У Леньки не водилось такого в привычках, чтобы подолгу топтаться на месте. С Беловым к нему опять вернулась определенность – чем заниматься и при каких условиях.
– Только в банде я буду главным, – поставил условие Ленька. – Чтобы никто надо мной не командовал.
Белов тихо засмеялся:
– Конечно, Леонид Иванович, ты будешь главным. А я рядом побуду, для твоего удобства. – Он вытащил из-за пазухи сверток и передал Леньке. – Вот тебе на первое время.
– Что это? – спросил Ленька, хотя уже понял – что.
– Деньги, – ответил Белов с полнейшим безразличием к предмету.
Ленька чуть нахмурил брови:
– Для чего?
– Чтоб без помех обдумывал дело, а не занимался глупостями.
* * *
Фима, как и обещал, устроил свою родственницу – теперь уже Ольгу и с более подходящей датой рождения – на бумагопрядильную фабрику, что на Обводном канале. Ольга к тому времени успела подправить не только анкету, но и внешность: она коротко подстриглась и не без помощи соседки по комнате, Маруси Гринберг, стала одеваться по-городскому.
Маруся встречалась с одним военным, который занимал большой пост. Фамилию возлюбленного Маруся скрывала, за глаза называла его «мой Митроша», а в глаза – «Митрофан Иванович». Митрофан Иванович был старше Маруси лет на пятнадцать и носил френч из такой хорошей ткани, как будто снял его с самого Керенского.
Маруся запрещала Ольге даже смотреть на Митрофана Ивановича. Заслышав звонок у входа, Маруся багровела щеками и обреченно застывала посреди комнаты, как малый зверек при падении на него тени от раскинутых крыльев коршуна.
– Ну что же ты? – говорила Ольга, которую это зрелище одновременно и забавляло, и сердило. – Он ведь сейчас уйдет, решит, что тебя дома нет.
Маруся медленно подносила руку к сердцу и выходила в коридор, тщательно и подолгу закрывая за собой дверь в комнату. Ольга подходила к самой-самой двери, прислушивалась. В коридоре деликатно переступали сапогами, приглушенно звучал мужской голос, глупо, счастливо хихикала Маруся. Потом все исчезало – Маруся и Митрофан Иванович куда-нибудь уходили.
– Смотри, что подарил! – вбегала Маруся после таких свиданий, радостная, каждый раз немного незнакомая.

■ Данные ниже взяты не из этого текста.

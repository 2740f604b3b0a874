//! Job catalog backed by the trigger configuration.

use std::collections::HashMap;
use std::sync::Arc;

use async_trait::async_trait;

use crate::config::TriggerConfig;
use crate::definition::JobDefinition;
use crate::store::{BaseShaProvider, JobCatalog};
use crate::RepositoryId;

/// Serves the definitions listed under `[postsubmits]`.
///
/// Definitions do not depend on the pushed commit, so the base SHA provider is
/// never called.
#[derive(Debug, Default, Clone)]
pub struct StaticJobCatalog {
    postsubmits: HashMap<RepositoryId, Vec<Arc<JobDefinition>>>,
}

impl StaticJobCatalog {
    pub fn new() -> Self {
        Self::default()
    }

    /// Catalog holding every `[postsubmits]` entry of `config`, in order.
    pub fn from_config(config: &TriggerConfig) -> Self {
        let mut catalog = Self::new();
        for (repo, definitions) in &config.postsubmits {
            if let Some(repo) = RepositoryId::new(repo.as_str()) {
                for definition in definitions {
                    catalog.insert(&repo, definition.clone());
                }
            }
        }
        catalog
    }

    /// Appends `definition` to `repo`'s catalog.
    pub fn insert(&mut self, repo: &RepositoryId, definition: JobDefinition) {
        self.postsubmits
            .entry(repo.clone())
            .or_default()
            .push(Arc::new(definition));
    }

    /// Builder form of [`StaticJobCatalog::insert`].
    pub fn with(mut self, repo: &RepositoryId, definition: JobDefinition) -> Self {
        self.insert(repo, definition);
        self
    }
}

#[async_trait]
impl JobCatalog for StaticJobCatalog {
    async fn postsubmits(
        &self,
        repo: &RepositoryId,
        _base_sha: BaseShaProvider<'_>,
    ) -> Vec<Arc<JobDefinition>> {
        self.postsubmits.get(repo).cloned().unwrap_or_default()
    }
}

#[cfg(test)]
mod tests {
    use super::*;
    use crate::JobName;

    #[tokio::test]
    async fn test_returns_definitions_in_order() {
        let repo = RepositoryId::from_parts("acme", "widgets");
        let catalog = StaticJobCatalog::new()
            .with(&repo, JobDefinition::new(JobName::new("build").unwrap()))
            .with(&repo, JobDefinition::new(JobName::new("lint").unwrap()));

        let sha = || "abc".to_string();
        let names: Vec<_> = catalog
            .postsubmits(&repo, &sha)
            .await
            .iter()
            .map(|d| d.name().to_string())
            .collect();
        assert_eq!(names, ["build", "lint"]);

        let other = RepositoryId::from_parts("acme", "gadgets");
        assert!(catalog.postsubmits(&other, &sha).await.is_empty());
    }

    #[tokio::test]
    async fn test_from_config() {
        let config: TriggerConfig = toml::from_str(
            r#"
[[postsubmits."acme/widgets"]]
name = "build"
"#,
        )
        .unwrap();
        let catalog = StaticJobCatalog::from_config(&config);
        let sha = || "abc".to_string();

        let defs = catalog
            .postsubmits(&RepositoryId::from_parts("acme", "widgets"), &sha)
            .await;
        assert_eq!(defs.len(), 1);
        assert_eq!(defs[0].name().as_str(), "build");
    }
}
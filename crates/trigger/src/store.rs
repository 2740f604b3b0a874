//! Port traits for the collaborators the trigger does not own: the job
//! catalog and the job store.
//!
//! Infrastructure crates implement these; the trigger only sees the traits.

use std::sync::Arc;
use std::time::Duration;

use async_trait::async_trait;
use thiserror::Error;

use crate::context::Context;
use crate::definition::JobDefinition;
use crate::job::JobRequest;
use crate::{JobId, RepositoryId, RetryPolicy};

// ---------------------------------------------------------------------------
// Job store
// ---------------------------------------------------------------------------

/// Failures reported by a [`JobStore`].
#[derive(Debug, Error)]
pub enum StoreError {
    /// A record with this identity is already stored.
    ///
    /// A retried submission whose first attempt actually landed ends up here;
    /// the submitter treats it as success.
    #[error("job {id} already exists")]
    AlreadyExists {
        /// Identity of the existing record.
        id: JobId,
    },

    /// Optimistic-concurrency conflict.
    #[error("write conflict: {message}")]
    Conflict {
        /// Store-provided description.
        message: String,
    },

    /// The store could not be reached or failed transiently.
    #[error("job store unavailable: {message}")]
    Unavailable {
        /// Store-provided description.
        message: String,
        /// Delay the store asked for before the next attempt, if any.
        retry_after: Option<Duration>,
    },

    /// The request failed validation.
    #[error("invalid job request: {message}")]
    Invalid {
        /// What the store rejected.
        message: String,
    },

    /// The caller may not create jobs.
    #[error("permission denied: {message}")]
    Forbidden {
        /// Store-provided description.
        message: String,
    },
}

impl StoreError {
    /// Conflicts and unavailability are retryable; everything else is final.
    pub fn retry_policy(&self) -> RetryPolicy {
        match self {
            Self::Conflict { .. } => RetryPolicy::Retryable { after: None },
            Self::Unavailable { retry_after, .. } => RetryPolicy::Retryable {
                after: *retry_after,
            },
            Self::AlreadyExists { .. } | Self::Invalid { .. } | Self::Forbidden { .. } => {
                RetryPolicy::NonRetryable
            }
        }
    }
}

/// Backing store that accepts job requests.
///
/// Implementations must be idempotent by [`JobRequest::id`]: creating an id
/// that already exists returns [`StoreError::AlreadyExists`] and leaves the
/// stored record untouched.
#[async_trait]
pub trait JobStore: Send + Sync {
    /// Stores `request` under [`JobRequest::id`].
    ///
    /// The caller may drop the returned future when `ctx` is done, so an
    /// implementation must not leave partial state behind when abandoned.
    async fn create(&self, ctx: &Context, request: &JobRequest) -> Result<(), StoreError>;
}

// ---------------------------------------------------------------------------
// Job catalog
// ---------------------------------------------------------------------------

/// Supplies the commit the catalog should be read at, for catalogs that keep
/// definitions inside the repository.
pub type BaseShaProvider<'a> = &'a (dyn Fn() -> String + Send + Sync);

/// Resolves the post-push job definitions configured for a repository.
#[async_trait]
pub trait JobCatalog: Send + Sync {
    /// Returns definitions in catalog order.
    ///
    /// Resolution does not fail the event: a catalog that cannot read
    /// repository-local definitions logs the problem and returns its static
    /// ones.
    async fn postsubmits(
        &self,
        repo: &RepositoryId,
        base_sha: BaseShaProvider<'_>,
    ) -> Vec<Arc<JobDefinition>>;
}

#[cfg(test)]
mod tests {
    use super::*;

    #[test]
    fn test_retry_classification() {
        let retryable = [
            StoreError::Conflict {
                message: "resource version changed".to_string(),
            },
            StoreError::Unavailable {
                message: "connection reset".to_string(),
                retry_after: None,
            },
        ];
        for err in retryable {
            assert!(matches!(err.retry_policy(), RetryPolicy::Retryable { .. }));
        }

        let permanent = [
            StoreError::Invalid {
                message: "missing refs".to_string(),
            },
            StoreError::Forbidden {
                message: "no create on jobs".to_string(),
            },
        ];
        for err in permanent {
            assert_eq!(err.retry_policy(), RetryPolicy::NonRetryable);
        }
    }

    #[test]
    fn test_retry_after_is_forwarded() {
        let err = StoreError::Unavailable {
            message: "throttled".to_string(),
            retry_after: Some(Duration::from_secs(2)),
        };
        assert_eq!(
            err.retry_policy(),
            RetryPolicy::Retryable {
                after: Some(Duration::from_secs(2))
            }
        );
    }
}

Митрофан Иванович дарил шелковые чулки, шляпки, блузки, один раз – брошку.
Ольга рассматривала эти красивые вещи, прохладные и гладкие на ощупь, привыкала к их фактуре, к их необычной форме. В доме у мельника все было не так – и одежда, и разговоры, и еда. Маруся называла рестораны, куда водил ее Митрофан Иванович, перечисляла блюда. Все это напоминало путешествие в другой мир, например за границу или внутрь романа, и Ольге никак не верилось, что Маруся действительно побывала во всех этих волшебных мирах.
Ни готовить, ни шить девушки не умели. В общежитии не разрешалось держать примусы, вообще ничего не разрешалось, поэтому обедать ходили в столовую. Маруся могла перешить воротничок, а Ольга даже с этим бы не справилась.
Маруся подарила ей на первое время платье и юбку, «чтобы не как монашка ходить». На работе Ольга надевала комбинезон.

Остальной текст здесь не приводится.